## WHAT YOU HAVE TO DO
Every line in the data below that holds "models" should be found and copied.

Collected data

────────────────────

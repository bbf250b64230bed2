//! Shared stores for list-level application state.

pub mod scans;

pub use scans::{DashboardStats, ScanDirectory};
//! Client configuration from environment variables.

use std::time::Duration;

use pastewatch_shared::push_url;

/// Base URL used when `PASTEWATCH_API_URL` is unset.
pub const DEFAULT_API_URL: &str = "http://localhost:8000";

#[derive(Debug, Clone, PartialEq, Eq, thiserror::Error)]
pub enum ConfigError {
    #[error("invalid API base URL '{url}': {reason}")]
    InvalidBaseUrl { url: String, reason: String },
}

/// Configuration for auto-reconnect behavior.
///
/// The delay grows linearly: attempt `n` waits `base_delay * n`.
#[derive(Debug, Clone, PartialEq, Eq)]
pub struct ReconnectConfig {
    /// Maximum number of reconnect attempts after a close
    pub max_attempts: u32,
    /// Delay multiplied by the attempt number
    pub base_delay: Duration,
}

impl Default for ReconnectConfig {
    fn default() -> Self {
        Self {
            max_attempts: 5,
            base_delay: Duration::from_millis(3000),
        }
    }
}

impl ReconnectConfig {
    /// Calculate delay for a given attempt number (1-based)
    pub fn delay_for_attempt(&self, attempt: u32) -> Duration {
        self.base_delay.saturating_mul(attempt)
    }
}

#[derive(Debug, Clone)]
pub struct ClientConfig {
    pub api_url: String,
    pub reconnect: ReconnectConfig,
    pub keepalive_interval: Duration,
}

impl Default for ClientConfig {
    fn default() -> Self {
        Self {
            api_url: DEFAULT_API_URL.to_string(),
            reconnect: ReconnectConfig::default(),
            keepalive_interval: Duration::from_secs(30),
        }
    }
}

impl ClientConfig {
    /// Build a config for an explicit base URL with default timings.
    pub fn with_api_url(api_url: impl Into<String>) -> Result<Self, ConfigError> {
        let config = Self {
            api_url: api_url.into(),
            ..Self::default()
        };
        config.validate()?;
        Ok(config)
    }

    /// Parse configuration from environment variables.
    ///
    /// Environment variables:
    /// - `PASTEWATCH_API_URL`: API base URL (default: "http://localhost:8000")
    /// - `PASTEWATCH_RECONNECT_DELAY_MS`: linear backoff step (default: 3000)
    /// - `PASTEWATCH_RECONNECT_MAX_ATTEMPTS`: reconnect cap (default: 5)
    /// - `PASTEWATCH_KEEPALIVE_SECS`: keepalive ping interval (default: 30)
    pub fn from_env() -> Result<Self, ConfigError> {
        let defaults = Self::default();

        let api_url = std::env::var("PASTEWATCH_API_URL")
            .ok()
            .filter(|v| !v.trim().is_empty())
            .unwrap_or(defaults.api_url);

        let base_delay = env_number("PASTEWATCH_RECONNECT_DELAY_MS")
            .map(Duration::from_millis)
            .unwrap_or(defaults.reconnect.base_delay);
        let max_attempts = env_number("PASTEWATCH_RECONNECT_MAX_ATTEMPTS")
            .map(|n| n.min(u32::MAX as u64) as u32)
            .unwrap_or(defaults.reconnect.max_attempts);
        let keepalive_interval = env_number("PASTEWATCH_KEEPALIVE_SECS")
            .filter(|secs| *secs > 0)
            .map(Duration::from_secs)
            .unwrap_or(defaults.keepalive_interval);

        let config = Self {
            api_url,
            reconnect: ReconnectConfig {
                max_attempts,
                base_delay,
            },
            keepalive_interval,
        };
        config.validate()?;
        Ok(config)
    }

    fn validate(&self) -> Result<(), ConfigError> {
        let parsed = url::Url::parse(&self.api_url).map_err(|e| ConfigError::InvalidBaseUrl {
            url: self.api_url.clone(),
            reason: e.to_string(),
        })?;
        match parsed.scheme() {
            "http" | "https" => Ok(()),
            other => Err(ConfigError::InvalidBaseUrl {
                url: self.api_url.clone(),
                reason: format!("unsupported scheme '{other}'"),
            }),
        }
    }

    /// Push channel URL derived from the base URL (http→ws, https→wss, plus `/ws`).
    pub fn ws_url(&self) -> Result<String, ConfigError> {
        push_url(&self.api_url).ok_or_else(|| ConfigError::InvalidBaseUrl {
            url: self.api_url.clone(),
            reason: "expected an http or https URL".to_string(),
        })
    }
}

fn env_number(key: &str) -> Option<u64> {
    let raw = std::env::var(key).ok()?;
    match raw.trim().parse::<u64>() {
        Ok(n) => Some(n),
        Err(e) => {
            tracing::warn!(key, value = %raw, error = %e, "ignoring unparseable setting");
            None
        }
    }
}

#[cfg(test)]
mod tests {
    use super::*;

    #[test]
    fn linear_backoff() {
        let cfg = ReconnectConfig::default();
        assert_eq!(cfg.delay_for_attempt(1), Duration::from_millis(3000));
        assert_eq!(cfg.delay_for_attempt(2), Duration::from_millis(6000));
        assert_eq!(cfg.delay_for_attempt(5), Duration::from_millis(15000));
    }

    #[test]
    fn ws_url_follows_scheme() {
        let cfg = ClientConfig::with_api_url("https://scans.example.com").unwrap();
        assert_eq!(cfg.ws_url().unwrap(), "wss://scans.example.com/ws");
        assert_eq!(ClientConfig::default().ws_url().unwrap(), "ws://localhost:8000/ws");
    }

    #[test]
    fn uppercase_scheme_that_validates_also_maps() {
        let cfg = ClientConfig::with_api_url("HTTP://localhost:8000").unwrap();
        assert_eq!(cfg.ws_url().unwrap(), "ws://localhost:8000/ws");
    }

    #[test]
    fn rejects_non_http_base() {
        assert!(matches!(
            ClientConfig::with_api_url("ftp://example.com"),
            Err(ConfigError::InvalidBaseUrl { .. })
        ));
        assert!(ClientConfig::with_api_url("not a url").is_err());
    }
}
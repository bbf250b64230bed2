//! Shared types for the pastewatch scan API and push channel.

pub mod models;
pub mod protocol;
pub mod error;

pub use models::*;
pub use protocol::*;
pub use error::*;
//! Pastewatch Client - real-time scan synchronization layer
//!
//! This crate contains the client side of the pastewatch scan dashboard:
//! the REST client, the shared push channel, the per-scan synchronizer and
//! the notification bridge. Presentation code consumes these and never
//! mutates scan state itself.

pub mod api_client;
pub mod config;
pub mod logging;
pub mod notifications;
pub mod scan_sync;
pub mod stores;
pub mod ws;

pub use api_client::{ApiClient, ScanApi};
pub use config::{ClientConfig, ConfigError, ReconnectConfig};
pub use notifications::{
    notification_for, Notification, NotificationBridge, NotificationSeverity, Notifier,
    TracingNotifier,
};
pub use scan_sync::{ScanSynchronizer, ScanView};
pub use stores::{DashboardStats, ScanDirectory};
pub use ws::{ConnectionState, PushClient, Subscription};
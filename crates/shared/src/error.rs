//! Shared error types for REST calls against the scan API.

use serde::{Deserialize, Serialize};

/// Error body returned by the API for non-2xx responses (`{"detail": "..."}`).
#[derive(Debug, Clone, Serialize, Deserialize, PartialEq, Eq)]
pub struct ErrorBody {
    #[serde(default)]
    pub detail: Option<String>,
}

/// Attempt to pull a user-facing message out of an error response body.
/// Returns `None` when the body is not JSON or `detail` is missing or blank.
pub fn try_error_detail(body: &str) -> Option<String> {
    let parsed = serde_json::from_str::<ErrorBody>(body).ok()?;
    parsed.detail.filter(|d| !d.trim().is_empty())
}

/// API error type for client-side use
#[derive(Debug, Clone, PartialEq, Eq, thiserror::Error)]
pub enum ApiError {
    #[error("Network error: {0}")]
    Network(String),
    /// Non-2xx response. `message` is the server's `detail` when available,
    /// otherwise a generic message for the operation.
    #[error("{message}")]
    Server { status: u16, message: String },
    #[error("Deserialization error: {0}")]
    Deserialize(String),
}

impl ApiError {
    /// Build a [`ApiError::Server`] from a failed response body.
    pub fn from_response(status: u16, body: &str, fallback: &str) -> Self {
        ApiError::Server {
            status,
            message: try_error_detail(body).unwrap_or_else(|| fallback.to_string()),
        }
    }

    pub fn status(&self) -> Option<u16> {
        match self {
            ApiError::Server { status, .. } => Some(*status),
            _ => None,
        }
    }
}
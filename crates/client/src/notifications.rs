//! Notification bridge: push events to user-facing notifications.

use std::sync::Arc;

use pastewatch_shared::{failure_text, ScanEvent};
use tokio::sync::mpsc::UnboundedSender;

use crate::ws::{PushClient, Subscription};

#[derive(Debug, Clone, Copy, PartialEq, Eq)]
pub enum NotificationSeverity {
    Info,
    Success,
    Error,
}

/// A toast-style message for the presentation layer.
#[derive(Debug, Clone, PartialEq, Eq)]
pub struct Notification {
    pub severity: NotificationSeverity,
    pub title: String,
    pub description: Option<String>,
}

impl Notification {
    pub fn new(severity: NotificationSeverity, title: impl Into<String>) -> Self {
        Self {
            severity,
            title: title.into(),
            description: None,
        }
    }

    pub fn with_description(mut self, description: impl Into<String>) -> Self {
        self.description = Some(description.into());
        self
    }

    pub fn error(title: impl Into<String>) -> Self {
        Self::new(NotificationSeverity::Error, title)
    }
}

/// Sink for notifications.
pub trait Notifier: Send + Sync {
    fn notify(&self, notification: Notification);
}

/// Writes notifications to the log.
#[derive(Debug, Default, Clone, Copy)]
pub struct TracingNotifier;

impl Notifier for TracingNotifier {
    fn notify(&self, n: Notification) {
        let description = n.description.as_deref().unwrap_or("");
        match n.severity {
            NotificationSeverity::Info => tracing::info!(title = %n.title, description, "notification"),
            NotificationSeverity::Success => tracing::info!(title = %n.title, description, "notification"),
            NotificationSeverity::Error => tracing::error!(title = %n.title, description, "notification"),
        }
    }
}

impl Notifier for UnboundedSender<Notification> {
    fn notify(&self, notification: Notification) {
        if self.send(notification).is_err() {
            tracing::debug!("notification receiver dropped");
        }
    }
}

/// Short form of a scan id for display (`abcdefgh...`).
fn short_id(scan_id: &str) -> String {
    let prefix: String = scan_id.chars().take(8).collect();
    format!("{prefix}...")
}

/// Notification for one event. `scan_progress` yields none.
pub fn notification_for(event: &ScanEvent) -> Option<Notification> {
    match event {
        ScanEvent::ScanStarted { scan_id, .. } => Some(
            Notification::new(NotificationSeverity::Info, "Scan started")
                .with_description(format!("Scan ID: {}", short_id(scan_id))),
        ),
        ScanEvent::ScanProgress { .. } => None,
        ScanEvent::ScanCompleted { total_results, .. } => Some(
            Notification::new(NotificationSeverity::Success, "Scan completed!")
                .with_description(format!("Found {total_results} results")),
        ),
        ScanEvent::ScanFailed { error, .. } => Some(
            Notification::error("Scan failed").with_description(failure_text(error.as_deref())),
        ),
    }
}

/// Stateless subscriber that turns events into notifications and asks the
/// scan list to reload on every event.
pub struct NotificationBridge {
    notifier: Arc<dyn Notifier>,
    on_any_event: Arc<dyn Fn() + Send + Sync>,
}

impl NotificationBridge {
    pub fn new(notifier: Arc<dyn Notifier>) -> Self {
        Self {
            notifier,
            on_any_event: Arc::new(|| {}),
        }
    }

    /// Callback run once per event regardless of type, typically a scan list refresh.
    pub fn with_refresh_trigger(mut self, trigger: impl Fn() + Send + Sync + 'static) -> Self {
        self.on_any_event = Arc::new(trigger);
        self
    }

    pub fn handle_event(&self, event: &ScanEvent) {
        (self.on_any_event)();
        if let Some(notification) = notification_for(event) {
            self.notifier.notify(notification);
        }
    }

    /// Subscribe to `push`. The bridge lives as long as the returned subscription.
    pub fn attach(self, push: &PushClient) -> Subscription {
        push.subscribe(move |event| {
            self.handle_event(event);
            Ok(())
        })
    }
}
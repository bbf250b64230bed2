//! Shared data models for the pastewatch REST API.

use serde::{Deserialize, Serialize};

/// Relevance score at or above which a result is considered high priority.
pub const HIGH_PRIORITY_THRESHOLD: f64 = 0.7;

/// Relevance score at or above which a result is considered medium priority.
pub const MEDIUM_PRIORITY_THRESHOLD: f64 = 0.5;

// --- Scan lifecycle ---

#[derive(Debug, Clone, Copy, Serialize, Deserialize, PartialEq, Eq, Hash)]
#[serde(rename_all = "lowercase")]
pub enum ScanState {
    Queued,
    Running,
    Completed,
    Failed,
}

impl ScanState {
    /// Completed and failed scans never change again.
    pub fn is_terminal(&self) -> bool {
        matches!(self, ScanState::Completed | ScanState::Failed)
    }

    pub fn is_active(&self) -> bool {
        matches!(self, ScanState::Queued | ScanState::Running)
    }

    pub fn as_str(&self) -> &'static str {
        match self {
            ScanState::Queued => "queued",
            ScanState::Running => "running",
            ScanState::Completed => "completed",
            ScanState::Failed => "failed",
        }
    }
}

impl std::fmt::Display for ScanState {
    fn fmt(&self, f: &mut std::fmt::Formatter<'_>) -> std::fmt::Result {
        f.pad(self.as_str())
    }
}

/// Snapshot of one scan as reported by `GET /api/scans/{id}`.
#[derive(Debug, Clone, Serialize, Deserialize, PartialEq)]
pub struct ScanStatus {
    pub scan_id: String,
    pub status: ScanState,
    /// Fraction in `[0, 1]`.
    pub progress: f64,
    pub total_results: u64,
    /// Creation instant as sent by the backend (ISO-8601, not always zoned).
    pub timestamp: String,
    #[serde(default, skip_serializing_if = "Option::is_none")]
    pub error: Option<String>,
}

impl ScanStatus {
    /// Build a failed snapshot for a scan we only know about from a push event.
    pub fn failed(scan_id: impl Into<String>, error: impl Into<String>, timestamp: impl Into<String>) -> Self {
        Self {
            scan_id: scan_id.into(),
            status: ScanState::Failed,
            progress: 0.0,
            total_results: 0,
            timestamp: timestamp.into(),
            error: Some(error.into()),
        }
    }
}

// --- Scan submission ---

#[derive(Debug, Clone, Copy, Serialize, Deserialize, PartialEq, Eq)]
pub struct ScanOptions {
    pub enable_clearnet: bool,
    pub enable_darknet: bool,
    pub crawl_authors: bool,
}

impl Default for ScanOptions {
    fn default() -> Self {
        Self {
            enable_clearnet: true,
            enable_darknet: false,
            crawl_authors: true,
        }
    }
}

/// Body of `POST /api/scan`.
#[derive(Debug, Clone, Serialize, Deserialize, PartialEq)]
pub struct ScanRequest {
    pub urls: Vec<String>,
    #[serde(flatten)]
    pub options: ScanOptions,
}

impl ScanRequest {
    pub fn new(urls: Vec<String>, options: ScanOptions) -> Self {
        Self { urls, options }
    }
}

#[derive(Debug, Clone, Serialize, Deserialize, PartialEq)]
pub struct ScanResponse {
    pub scan_id: String,
    pub status: String,
    pub message: String,
    pub timestamp: String,
}

// --- Results ---

#[derive(Debug, Clone, Copy, Serialize, Deserialize, PartialEq, Eq, PartialOrd, Ord, Hash)]
#[serde(rename_all = "lowercase")]
pub enum Severity {
    Low,
    Medium,
    High,
}

impl Severity {
    pub fn from_score(score: f64) -> Self {
        if score >= HIGH_PRIORITY_THRESHOLD {
            Severity::High
        } else if score >= MEDIUM_PRIORITY_THRESHOLD {
            Severity::Medium
        } else {
            Severity::Low
        }
    }

    pub fn label(&self) -> &'static str {
        match self {
            Severity::High => "High",
            Severity::Medium => "Medium",
            Severity::Low => "Low",
        }
    }
}

impl std::str::FromStr for Severity {
    type Err = String;

    fn from_str(s: &str) -> Result<Self, Self::Err> {
        match s.to_ascii_lowercase().as_str() {
            "high" => Ok(Severity::High),
            "medium" => Ok(Severity::Medium),
            "low" => Ok(Severity::Low),
            other => Err(format!("unknown severity '{other}'")),
        }
    }
}

#[derive(Debug, Clone, Serialize, Deserialize, PartialEq)]
pub struct ScanResult {
    /// Unique within one result set.
    pub url: String,
    pub source: String,
    #[serde(default)]
    pub title: String,
    #[serde(default)]
    pub author: String,
    pub relevance_score: f64,
    #[serde(default)]
    pub emails: Vec<String>,
    /// Subset of `emails` that match the target domain.
    #[serde(default)]
    pub target_emails: Vec<String>,
    #[serde(default)]
    pub has_credentials: bool,
    pub timestamp: String,
    #[serde(default, skip_serializing_if = "Option::is_none")]
    pub content_preview: Option<String>,
}

impl ScanResult {
    pub fn severity(&self) -> Severity {
        Severity::from_score(self.relevance_score)
    }

    pub fn is_high_priority(&self) -> bool {
        self.severity() == Severity::High
    }
}

#[derive(Debug, Clone, Serialize, Deserialize, PartialEq)]
pub struct ResultsMetadata {
    pub target_domain: String,
    pub timestamp: String,
    pub total_results: u64,
    #[serde(default)]
    pub clearnet_results: u64,
    #[serde(default)]
    pub darknet_results: u64,
}

#[derive(Debug, Clone, Serialize, Deserialize, PartialEq)]
pub struct ResultsSummary {
    pub total_results: u64,
    #[serde(default)]
    pub high_priority_count: u64,
    #[serde(default)]
    pub total_target_emails: u64,
    #[serde(default)]
    pub credentials_found: u64,
}

/// Payload of `GET /api/results/{id}`. Replaced wholesale on every fetch.
#[derive(Debug, Clone, Serialize, Deserialize, PartialEq)]
pub struct ScanResultsData {
    pub metadata: ResultsMetadata,
    pub summary: ResultsSummary,
    pub results: Vec<ScanResult>,
}

impl ScanResultsData {
    /// Results ordered by descending relevance.
    pub fn sorted_by_relevance(&self) -> Vec<&ScanResult> {
        let mut sorted: Vec<&ScanResult> = self.results.iter().collect();
        sorted.sort_by(|a, b| b.relevance_score.total_cmp(&a.relevance_score));
        sorted
    }

    pub fn filter_by_severity(&self, severity: Severity) -> Vec<&ScanResult> {
        self.results
            .iter()
            .filter(|r| r.severity() == severity)
            .collect()
    }

    pub fn high_priority(&self) -> Vec<&ScanResult> {
        self.filter_by_severity(Severity::High)
    }

    pub fn with_credentials(&self) -> Vec<&ScanResult> {
        self.results.iter().filter(|r| r.has_credentials).collect()
    }
}
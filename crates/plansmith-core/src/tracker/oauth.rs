//! GitHub OAuth helpers used by the web sign-in flow.
//!
//! Both calls pass GitHub's JSON through untouched; the caller decides what
//! to do with `access_token` or an `error` field.

use std::fmt;
use std::time::Duration;

use reqwest::header::{ACCEPT, AUTHORIZATION};
use serde_json::Value;
use tracing::debug;

use super::types::TrackerError;

const USER_AGENT: &str = concat!("plansmith/", env!("CARGO_PKG_VERSION"));

/// OAuth application settings plus the two endpoints it talks to.
#[derive(Clone)]
pub struct GitHubOAuth {
    http: reqwest::Client,
    oauth_url: String,
    api_url: String,
    client_id: String,
    client_secret: String,
}

impl fmt::Debug for GitHubOAuth {
    fn fmt(&self, f: &mut fmt::Formatter<'_>) -> fmt::Result {
        f.debug_struct("GitHubOAuth")
            .field("oauth_url", &self.oauth_url)
            .field("api_url", &self.api_url)
            .field("client_id", &self.client_id)
            .field("client_secret", &"***")
            .finish_non_exhaustive()
    }
}

impl GitHubOAuth {
    pub const DEFAULT_OAUTH_URL: &str = "https://github.com";

    pub fn new(
        oauth_url: impl Into<String>,
        api_url: impl Into<String>,
        client_id: impl Into<String>,
        client_secret: impl Into<String>,
    ) -> Result<Self, TrackerError> {
        let http = reqwest::Client::builder()
            .user_agent(USER_AGENT)
            .timeout(Duration::from_secs(30))
            .build()?;
        Ok(Self {
            http,
            oauth_url: oauth_url.into().trim_end_matches('/').to_owned(),
            api_url: api_url.into().trim_end_matches('/').to_owned(),
            client_id: client_id.into(),
            client_secret: client_secret.into(),
        })
    }

    /// Exchange an authorization `code` for an access token.
    pub async fn exchange_code(&self, code: &str) -> Result<Value, TrackerError> {
        debug!("exchanging oauth code");
        let response = self
            .http
            .post(format!("{}/login/oauth/access_token", self.oauth_url))
            .query(&[
                ("client_id", self.client_id.as_str()),
                ("client_secret", self.client_secret.as_str()),
                ("code", code),
            ])
            .header(ACCEPT, "application/json")
            .send()
            .await?;
        decode(response).await
    }

    /// Fetch the profile of the user behind `authorization`, which is
    /// forwarded verbatim as the `Authorization` header.
    pub async fn user_profile(&self, authorization: &str) -> Result<Value, TrackerError> {
        let response = self
            .http
            .get(format!("{}/user", self.api_url))
            .header(AUTHORIZATION, authorization)
            .header(ACCEPT, "application/vnd.github+json")
            .send()
            .await?;
        decode(response).await
    }
}

async fn decode(response: reqwest::Response) -> Result<Value, TrackerError> {
    let status = response.status();
    if status == reqwest::StatusCode::UNAUTHORIZED {
        return Err(TrackerError::Unauthorized);
    }
    let body: Value = response
        .json()
        .await
        .map_err(|e| TrackerError::Decode(e.to_string()))?;
    if !status.is_success() {
        let message = body
            .get("message")
            .and_then(Value::as_str)
            .unwrap_or("Unknown error")
            .to_string();
        return Err(TrackerError::Remote {
            status: status.as_u16(),
            message,
        });
    }
    Ok(body)
}

#[cfg(test)]
mod tests {
    use mockito::Matcher;
    use serde_json::json;

    use super::*;

    fn oauth(server: &mockito::ServerGuard) -> GitHubOAuth {
        GitHubOAuth::new(server.url(), server.url(), "client-1", "shh").unwrap()
    }

    #[tokio::test]
    async fn exchange_code_passes_credentials_and_returns_json() {
        let mut server = mockito::Server::new_async().await;
        let mock = server
            .mock("POST", "/login/oauth/access_token")
            .match_query(Matcher::AllOf(vec![
                Matcher::UrlEncoded("client_id".into(), "client-1".into()),
                Matcher::UrlEncoded("client_secret".into(), "shh".into()),
                Matcher::UrlEncoded("code".into(), "abc".into()),
            ]))
            .match_header("accept", "application/json")
            .with_status(200)
            .with_body(r#"{"access_token":"gho_1","token_type":"bearer","scope":"repo"}"#)
            .create_async()
            .await;

        let body = oauth(&server).exchange_code("abc").await.unwrap();
        mock.assert_async().await;
        assert_eq!(body["access_token"], "gho_1");
    }

    #[tokio::test]
    async fn exchange_code_error_payload_is_passed_through() {
        let mut server = mockito::Server::new_async().await;
        server
            .mock("POST", "/login/oauth/access_token")
            .match_query(Matcher::Any)
            .with_status(200)
            .with_body(r#"{"error":"bad_verification_code"}"#)
            .create_async()
            .await;

        let body = oauth(&server).exchange_code("stale").await.unwrap();
        assert_eq!(body, json!({ "error": "bad_verification_code" }));
    }

    #[tokio::test]
    async fn user_profile_forwards_authorization() {
        let mut server = mockito::Server::new_async().await;
        let mock = server
            .mock("GET", "/user")
            .match_header("authorization", "Bearer gho_1")
            .with_status(200)
            .with_body(r#"{"login":"octocat","avatar_url":"https://example.test/a.png"}"#)
            .create_async()
            .await;

        let body = oauth(&server).user_profile("Bearer gho_1").await.unwrap();
        mock.assert_async().await;
        assert_eq!(body["login"], "octocat");
    }

    #[tokio::test]
    async fn user_profile_unauthorized() {
        let mut server = mockito::Server::new_async().await;
        server
            .mock("GET", "/user")
            .with_status(401)
            .with_body(r#"{"message":"Bad credentials"}"#)
            .create_async()
            .await;

        let err = oauth(&server).user_profile("Bearer nope").await.unwrap_err();
        assert!(matches!(err, TrackerError::Unauthorized));
    }

    #[test]
    fn debug_redacts_client_secret() {
        let oauth = GitHubOAuth::new("http://localhost", "http://localhost", "client-1", "shh-123")
            .unwrap();
        let shown = format!("{oauth:?}");
        assert!(!shown.contains("shh-123"));
        assert!(shown.contains("client-1"));
    }
}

────────────────────

## RESULT OF THE EXERCISE
pub mod models;
pub use models::*;
//! Shared data models for the pastewatch REST API.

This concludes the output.